Perhaps my words before you on a morning like this should be simply protocol. I confess that I cannot and, perhaps, should not do so.

And it is that we convene here, today, on this campus that has cost so much to so many, the commemoration of the start of teaching of what was an act of daring and civic heroism of a group of demiurges -if I have chosen the term well- that gave birth to what is today this vibrant reality.

Celebrating 50 years of our INTEC might not seem like much if we compare it with the 934 of the University of Bologna, or with the 926 of Oxford, or with the 813 of Cambridge -which, paradoxically, the latter was founded by a group of academics who left Oxford dissatisfied and in disagreement with positions and decisions that they rejected in that predecessor, to invite a parallelism with events that served as a prolegomenon to the birth of INTEC.

Weighing INTEC better in its inequality with these comparisons, we must consider that its 50 years take place in a still adolescent country and are equivalent to somewhat less than a third of our republican life and almost exactly a third of our history from the feat of the Restoration.

Almost 10 centuries and Bologna, Oxford and Cambridge are still robust and productive. Half a century of INTEC on which I invite you to parody Shakespeare's expression, which "In a minute there are many days” and say now that “in some years there is a lot of time”. A long, long time, that has left us a legacy that inspires and moves us to the future, as the motto of this first fiftieth anniversary of INTEC.

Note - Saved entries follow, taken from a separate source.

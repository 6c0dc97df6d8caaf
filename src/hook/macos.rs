//! macOS hook using a listen-only CGEventTap
//!
//! The tap callback only forwards translated events over a channel. The
//! hook thread pumps its own CFRunLoop in short slices, drains the channel
//! into the dispatcher and checks the stop flag between slices.

use std::sync::mpsc;
use std::time::Duration;

use core_foundation::runloop::{kCFRunLoopCommonModes, kCFRunLoopDefaultMode, CFRunLoop};
use core_graphics::event::{
    CGEvent, CGEventFlags, CGEventTap, CGEventTapLocation, CGEventTapOptions,
    CGEventTapPlacement, CGEventTapProxy, CGEventType, EventField,
};
use parking_lot::Mutex;
use tracing::{debug, error, info, warn};

use super::{Dispatch, HookBackend, HookError, HookEvent, Point, StopToken};
use crate::keys::{vc, VirtualKeyCode};

const RUN_LOOP_SLICE: Duration = Duration::from_millis(100);

enum TapMessage {
    Event(HookEvent),
    /// macOS turned the tap off after a slow callback or user input
    Disabled,
}

/// CGEventTap backend
pub struct EventTapBackend {
    active: Mutex<Option<StopToken>>,
}

impl EventTapBackend {
    pub fn new() -> Self {
        Self {
            active: Mutex::new(None),
        }
    }
}

impl Default for EventTapBackend {
    fn default() -> Self {
        Self::new()
    }
}

impl HookBackend for EventTapBackend {
    fn run(&self, mut dispatch: Box<dyn Dispatch>, stop: StopToken) -> Result<(), HookError> {
        let (tx, rx) = mpsc::channel::<TapMessage>();

        let callback = move |_proxy: CGEventTapProxy,
                             event_type: CGEventType,
                             event: &CGEvent|
              -> Option<CGEvent> {
            let message = match event_type {
                CGEventType::TapDisabledByTimeout | CGEventType::TapDisabledByUserInput => {
                    Some(TapMessage::Disabled)
                }
                _ => translate(event_type, event).map(TapMessage::Event),
            };
            if let Some(message) = message {
                let _ = tx.send(message);
            }
            None
        };

        let tap = CGEventTap::new(
            CGEventTapLocation::Session,
            CGEventTapPlacement::HeadInsertEventTap,
            CGEventTapOptions::ListenOnly,
            vec![
                CGEventType::KeyDown,
                CGEventType::KeyUp,
                CGEventType::FlagsChanged,
                CGEventType::LeftMouseDown,
                CGEventType::LeftMouseUp,
                CGEventType::RightMouseDown,
                CGEventType::RightMouseUp,
                CGEventType::OtherMouseDown,
                CGEventType::OtherMouseUp,
                CGEventType::MouseMoved,
                CGEventType::LeftMouseDragged,
                CGEventType::RightMouseDragged,
                CGEventType::OtherMouseDragged,
                CGEventType::ScrollWheel,
            ],
            callback,
        )
        .map_err(|_| {
            error!("failed to create event tap, is Accessibility permission granted?");
            HookError::RegistrationFailed
        })?;

        let source = tap
            .mach_port
            .create_runloop_source(0)
            .map_err(|_| HookError::RunLoopUnavailable)?;
        let run_loop = CFRunLoop::get_current();
        // SAFETY: kCFRunLoopCommonModes is a static CFString provided by CoreFoundation.
        unsafe {
            run_loop.add_source(&source, kCFRunLoopCommonModes);
        }
        tap.enable();
        *self.active.lock() = Some(stop.clone());

        info!("event tap enabled");
        dispatch.dispatch(&HookEvent::Enabled);

        while !stop.is_requested() {
            // SAFETY: kCFRunLoopDefaultMode is a static CFString provided by CoreFoundation.
            unsafe {
                CFRunLoop::run_in_mode(kCFRunLoopDefaultMode, RUN_LOOP_SLICE, true);
            }

            while let Ok(message) = rx.try_recv() {
                match message {
                    TapMessage::Event(event) => dispatch.dispatch(&event),
                    TapMessage::Disabled => {
                        warn!("event tap disabled by the system, re-enabling");
                        tap.enable();
                    }
                }
            }
        }

        // SAFETY: same static mode string the source was added with.
        unsafe {
            run_loop.remove_source(&source, kCFRunLoopCommonModes);
        }
        *self.active.lock() = None;

        debug!("event tap removed");
        dispatch.dispatch(&HookEvent::Disabled);
        Ok(())
    }

    fn stop(&self) {
        if let Some(token) = self.active.lock().as_ref() {
            token.request();
        }
    }

    fn name(&self) -> &'static str {
        "cg_event_tap"
    }
}

fn translate(event_type: CGEventType, event: &CGEvent) -> Option<HookEvent> {
    match event_type {
        CGEventType::KeyDown => Some(HookEvent::KeyPressed { code: key_code(event)? }),
        CGEventType::KeyUp => Some(HookEvent::KeyReleased { code: key_code(event)? }),
        CGEventType::FlagsChanged => {
            let keycode = event.get_integer_value_field(EventField::KEYBOARD_EVENT_KEYCODE);
            let code = key_from_cg(keycode)?;
            let flag = modifier_flag(keycode)?;
            if event.get_flags().contains(flag) {
                Some(HookEvent::KeyPressed { code })
            } else {
                Some(HookEvent::KeyReleased { code })
            }
        }
        CGEventType::LeftMouseDown | CGEventType::RightMouseDown | CGEventType::OtherMouseDown => {
            Some(HookEvent::MousePressed { button: button(event) })
        }
        CGEventType::LeftMouseUp | CGEventType::RightMouseUp | CGEventType::OtherMouseUp => {
            Some(HookEvent::MouseReleased { button: button(event) })
        }
        CGEventType::MouseMoved => Some(HookEvent::MouseMoved { position: position(event) }),
        CGEventType::LeftMouseDragged
        | CGEventType::RightMouseDragged
        | CGEventType::OtherMouseDragged => {
            Some(HookEvent::MouseDragged { position: position(event) })
        }
        CGEventType::ScrollWheel => {
            let delta = event.get_integer_value_field(EventField::SCROLL_WHEEL_EVENT_DELTA_AXIS_1);
            // positive CG delta scrolls up
            Some(HookEvent::MouseWheel { rotation: -(delta.signum() as i32) })
        }
        _ => None,
    }
}

fn key_code(event: &CGEvent) -> Option<VirtualKeyCode> {
    key_from_cg(event.get_integer_value_field(EventField::KEYBOARD_EVENT_KEYCODE))
}

/// CG button number to X11 numbering (1 left, 2 middle, 3 right)
fn button(event: &CGEvent) -> u16 {
    let number = event.get_integer_value_field(EventField::MOUSE_EVENT_BUTTON_NUMBER);
    cg_button_to_x11(number)
}

fn cg_button_to_x11(number: i64) -> u16 {
    match number {
        0 => 1,
        1 => 3,
        2 => 2,
        n => u16::try_from(n + 1).unwrap_or(u16::MAX),
    }
}

fn position(event: &CGEvent) -> Point {
    let location = event.location();
    Point::new(clamp_coord(location.x), clamp_coord(location.y))
}

fn clamp_coord(value: f64) -> i16 {
    value.round().clamp(f64::from(i16::MIN), f64::from(i16::MAX)) as i16
}

fn modifier_flag(keycode: i64) -> Option<CGEventFlags> {
    let flag = match keycode {
        0x38 | 0x3C => CGEventFlags::CGEventFlagShift,
        0x3B | 0x3E => CGEventFlags::CGEventFlagControl,
        0x3A | 0x3D => CGEventFlags::CGEventFlagAlternate,
        0x37 | 0x36 => CGEventFlags::CGEventFlagCommand,
        0x39 => CGEventFlags::CGEventFlagAlphaShift,
        _ => return None,
    };
    Some(flag)
}

/// macOS virtual keycode to overlay key code
fn key_from_cg(keycode: i64) -> Option<VirtualKeyCode> {
    let code = match keycode {
        0x00 => vc::A,
        0x01 => vc::S,
        0x02 => vc::D,
        0x03 => vc::F,
        0x04 => vc::H,
        0x05 => vc::G,
        0x06 => vc::Z,
        0x07 => vc::X,
        0x08 => vc::C,
        0x09 => vc::V,
        0x0B => vc::B,
        0x0C => vc::Q,
        0x0D => vc::W,
        0x0E => vc::E,
        0x0F => vc::R,
        0x10 => vc::Y,
        0x11 => vc::T,
        0x12 => vc::NUM_1,
        0x13 => vc::NUM_2,
        0x14 => vc::NUM_3,
        0x15 => vc::NUM_4,
        0x16 => vc::NUM_6,
        0x17 => vc::NUM_5,
        0x18 => vc::EQUALS,
        0x19 => vc::NUM_9,
        0x1A => vc::NUM_7,
        0x1B => vc::MINUS,
        0x1C => vc::NUM_8,
        0x1D => vc::NUM_0,
        0x1E => vc::CLOSE_BRACKET,
        0x1F => vc::O,
        0x20 => vc::U,
        0x21 => vc::OPEN_BRACKET,
        0x22 => vc::I,
        0x23 => vc::P,
        0x24 => vc::ENTER,
        0x25 => vc::L,
        0x26 => vc::J,
        0x27 => vc::QUOTE,
        0x28 => vc::K,
        0x29 => vc::SEMICOLON,
        0x2A => vc::BACK_SLASH,
        0x2B => vc::COMMA,
        0x2C => vc::SLASH,
        0x2D => vc::N,
        0x2E => vc::M,
        0x2F => vc::PERIOD,
        0x30 => vc::TAB,
        0x31 => vc::SPACE,
        0x32 => vc::BACKQUOTE,
        0x33 => vc::BACKSPACE,
        0x35 => vc::ESCAPE,
        0x36 => vc::META_R,
        0x37 => vc::META_L,
        0x38 => vc::SHIFT_L,
        0x39 => vc::CAPS_LOCK,
        0x3A => vc::ALT_L,
        0x3B => vc::CONTROL_L,
        0x3C => vc::SHIFT_R,
        0x3D => vc::ALT_R,
        0x3E => vc::CONTROL_R,
        0x41 => vc::KP_SEPARATOR,
        0x43 => vc::KP_MULTIPLY,
        0x45 => vc::KP_ADD,
        0x47 => vc::NUM_LOCK,
        0x4B => vc::KP_DIVIDE,
        0x4C => vc::KP_ENTER,
        0x4E => vc::KP_SUBTRACT,
        0x52 => vc::KP_0,
        0x53 => vc::KP_1,
        0x54 => vc::KP_2,
        0x55 => vc::KP_3,
        0x56 => vc::KP_4,
        0x57 => vc::KP_5,
        0x58 => vc::KP_6,
        0x59 => vc::KP_7,
        0x5B => vc::KP_8,
        0x5C => vc::KP_9,
        0x60 => vc::F5,
        0x61 => vc::F6,
        0x62 => vc::F7,
        0x63 => vc::F3,
        0x64 => vc::F8,
        0x65 => vc::F9,
        0x67 => vc::F11,
        0x6D => vc::F10,
        0x6E => vc::CONTEXT_MENU,
        0x6F => vc::F12,
        0x72 => vc::INSERT,
        0x73 => vc::HOME,
        0x74 => vc::PAGE_UP,
        0x75 => vc::DELETE,
        0x76 => vc::F4,
        0x77 => vc::END,
        0x78 => vc::F2,
        0x79 => vc::PAGE_DOWN,
        0x7A => vc::F1,
        0x7B => vc::LEFT,
        0x7C => vc::RIGHT,
        0x7D => vc::DOWN,
        0x7E => vc::UP,
        _ => return None,
    };
    Some(code)
}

Now the friend's story serves me Antonio da Novoa, honorary rector of the University of Lisbon, was Portugal's ambassador to UNESCO and presidential candidate in his country.

While still Rector of the University of Lisbon, in 2009, the Rector of the University of Cambridge, Alison Richard, sent Antonio a small box with sheets of paper and a special pencil and invited him to write a “letter to the future” that would be kept, along with several others, in a trunk to be sealed by the Queen of England, until a century later, when in 2109 the University of Cambridge will deliver it to the Rector of the University of Lisbon.

I share with Professor da Novoa the two reflections that this initiative aroused in him:

The first, the confidence that, in 100 years, universities will continue to exist, in his case those of Cambridge and Lisbon. In our case, the INTEC.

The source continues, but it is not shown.